Benchmark | Llama-3.1 70B-instruct | Llama-3.1-Nemotron-51B- Instruct | Accuracy preserved |
winogrande | 85.08% | 84.53% | 99.35% |
arc_challenge | 70.39% | 69.20% | 98.30% |
MMLU | 81.66% | 80.20% | 98.21% |
hellaswag | 86.44% | 85.58% | 99.01% |
gsm8k | 92.04% | 91.43% | 99.34% |
truthfulqa | 59.86% | 58.63% | 97.94% |
xlsum_english | 33.86% | 31.61% | 93.36% |
MMLU Chat | 81.76% | 80.58% | 98.55% |
gsm8k Chat | 81.58% | 81.88% | 100.37% |
Instruct HumanEval (n=20) | 75.85% | 73.84% | 97.35% |
MT Bench | 8.93 | 8.99 | 100.67% |
Performance
Table 3 shows the number of tokens per second per GPU (NVIDIA H100 80-GB GPU). You can see that for a range of relevant scenarios, short and long inputs as well as outputs, our model doubles the throughput of the teacher model, making it cost-effective across multiple use cases.
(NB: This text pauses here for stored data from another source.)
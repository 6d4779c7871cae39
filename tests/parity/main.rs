#[path = "../common/mod.rs"]
mod common;

mod generation;
mod streaming;
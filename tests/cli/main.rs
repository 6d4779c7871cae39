#[path = "../common/mod.rs"]
mod common;

mod e2e;
mod metadata;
TPX describes the number of GPUs on which the process runs in parallel. We also list the performance of Llama 3.1-70B on a single GPU to demonstrate the value of our model in such a setting.
Scenario | Input/Output Sequence Length | Llama-3.1- Nemotron-Instruct | Llama-3.1-70B-Instruct | Ratio | Llama (TP1) |
Chatbot | 128/128 | 5478 (TP1) | 2645 (TP1) | 2.07 | 2645 |
Text generation | 128/1024 | 6472 (TP1) | 2975 (TP4) | 2.17 | 1274 |
Long text generation | 128/2048 | 4910 (TP2) | 2786 (TP4) | 1.76 | 646 |
System 2 reasoning | 128/4096 | 3855 (TP2) | 1828 (TP4) | 2.11 | 313 |
Summarization/ RAG | 2048/128 | 653 (TP1) | 339 (TP4) | 1.92 | 300 |
Stress test 1 | 2048/2048 | 2622 (TP2) | 1336 (TP4) | 1.96 | 319 |
The main factor in determining the cost of running a model is throughput, the total number of tokens that the system can generate in one second. However, in some scenarios (for example, chatbots), the rate at which a single end user receives the response from the model is important for the user experience. This is quantified by the tokens per second per user, termed the user-side throughput.
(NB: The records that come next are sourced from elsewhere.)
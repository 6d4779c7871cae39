use crate::audio::resample::AudioResampler;
use crate::audio::AudioLoader;
use crate::perf::{self, Metric};
use anyhow::Result;
use hound::{SampleFormat, WavReader, WavSpec, WavWriter};
use std::fs::File;
use std::io::BufWriter;
use std::path::Path;

#[derive(Debug, Default)]
pub struct WavIo;

impl WavIo {
    /// Read every channel of a WAV file as f32 in `[-1, 1]`.
    pub fn read_wav(path: impl AsRef<Path>) -> Result<(Vec<Vec<f32>>, u32)> {
        let mut reader = WavReader::open(path)?;
        let spec = reader.spec();
        let channels = usize::from(spec.channels.max(1));
        let mut samples = vec![Vec::with_capacity(reader.len() as usize / channels); channels];

        match spec.sample_format {
            SampleFormat::Float => {
                for (idx, sample) in reader.samples::<f32>().enumerate() {
                    samples[idx % channels].push(sample?);
                }
            }
            SampleFormat::Int => {
                let scale = (1_i64 << (spec.bits_per_sample - 1)) as f32;
                for (idx, sample) in reader.samples::<i32>().enumerate() {
                    samples[idx % channels].push(sample? as f32 / scale);
                }
            }
        }

        Ok((samples, spec.sample_rate))
    }

    /// Write a mono waveform as 16-bit PCM.
    pub fn write_mono(path: impl AsRef<Path>, samples: &[f32], sample_rate: u32) -> Result<()> {
        let mut writer = StreamingWavWriter::create(path, sample_rate)?;
        writer.write_chunk(samples)?;
        writer.finalize()
    }
}

/// Loads WAV files, mixes them to mono and resamples to a fixed rate.
#[derive(Debug, Clone, Copy)]
pub struct WavLoader {
    target_rate: u32,
}

impl WavLoader {
    /// Loader producing audio at `target_rate` Hz.
    pub fn new(target_rate: u32) -> Self {
        Self { target_rate }
    }
}

impl AudioLoader for WavLoader {
    fn load(&self, path: &Path) -> Result<(Vec<f32>, u32)> {
        let _span = perf::span(Metric::AudioLoad);
        let (channels, rate) = WavIo::read_wav(path)?;
        let mono = AudioResampler::downmix(channels)?;
        let mono = AudioResampler::resample(mono, rate, self.target_rate)?;
        tracing::debug!(
            path = %path.display(),
            source_rate = rate,
            samples = mono.len(),
            "loaded audio"
        );
        Ok((mono, self.target_rate))
    }
}

/// Incremental mono 16-bit WAV writer.
pub struct StreamingWavWriter {
    writer: WavWriter<BufWriter<File>>,
    written: usize,
}

impl StreamingWavWriter {
    pub fn create(path: impl AsRef<Path>, sample_rate: u32) -> Result<Self> {
        let spec = WavSpec {
            channels: 1,
            sample_rate,
            bits_per_sample: 16,
            sample_format: SampleFormat::Int,
        };
        let writer = WavWriter::create(path, spec)?;
        Ok(Self { writer, written: 0 })
    }

    pub fn write_chunk(&mut self, samples: &[f32]) -> Result<()> {
        for &value in samples {
            let scaled = (value.clamp(-1.0, 1.0) * f32::from(i16::MAX)).round() as i16;
            self.writer.write_sample(scaled)?;
        }
        self.written += samples.len();
        Ok(())
    }

    /// Samples written so far.
    pub fn written(&self) -> usize {
        self.written
    }

    pub fn finalize(self) -> Result<()> {
        self.writer.finalize()?;
        Ok(())
    }
}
Figure 4 shows this user-side throughput plotted against the throughput at different batch sizes. As seen in all batch sizes, our model is superior to Llama-3.1-70B.
Tailoring LLMs for diverse needs
The NAS approach offers you flexibility in selecting the optimal balance between accuracy and efficiency. To demonstrate this versatility, we created another variant from the same reference model, this time prioritizing speed and cost. Llama-3.1-Nemotron-40B-Instruct was developed using the same methodology but with a modified speed requirement during the puzzle phase.
This model achieves a 3.2x speed increase compared to the parent model, with a moderate decrease in accuracy. Table 4 shows competitive performance metrics.
Accuracy | Speed | |||
MT bench | MMLU | Text generation (128/1024) | Summarization/ RAG (2048/128) | |
Llama-3.1- Nemotron-40B-Instruct | 8.69 | 77.10% | 9568 | 862 |
Llama-3.1- Nemotron-51B-Instruct | 8.99 | 80.20% | 6472 | 653 |
Llama 3.1-70B-Instruct | 8.93 | 81.72% | 2975 | 339 |
Summary
Llama 3.1-Nemotron-51B-Instruct provides a new set of opportunities for users and companies that want to use highly accurate foundation models, but do so in a cost-controlled manner. By providing the best tradeoff between accuracy and efficiency, we believe the model is an attractive option for builders. Moreover, these results demonstrate the effectiveness of the NAS approach and intend to extend the method to other models.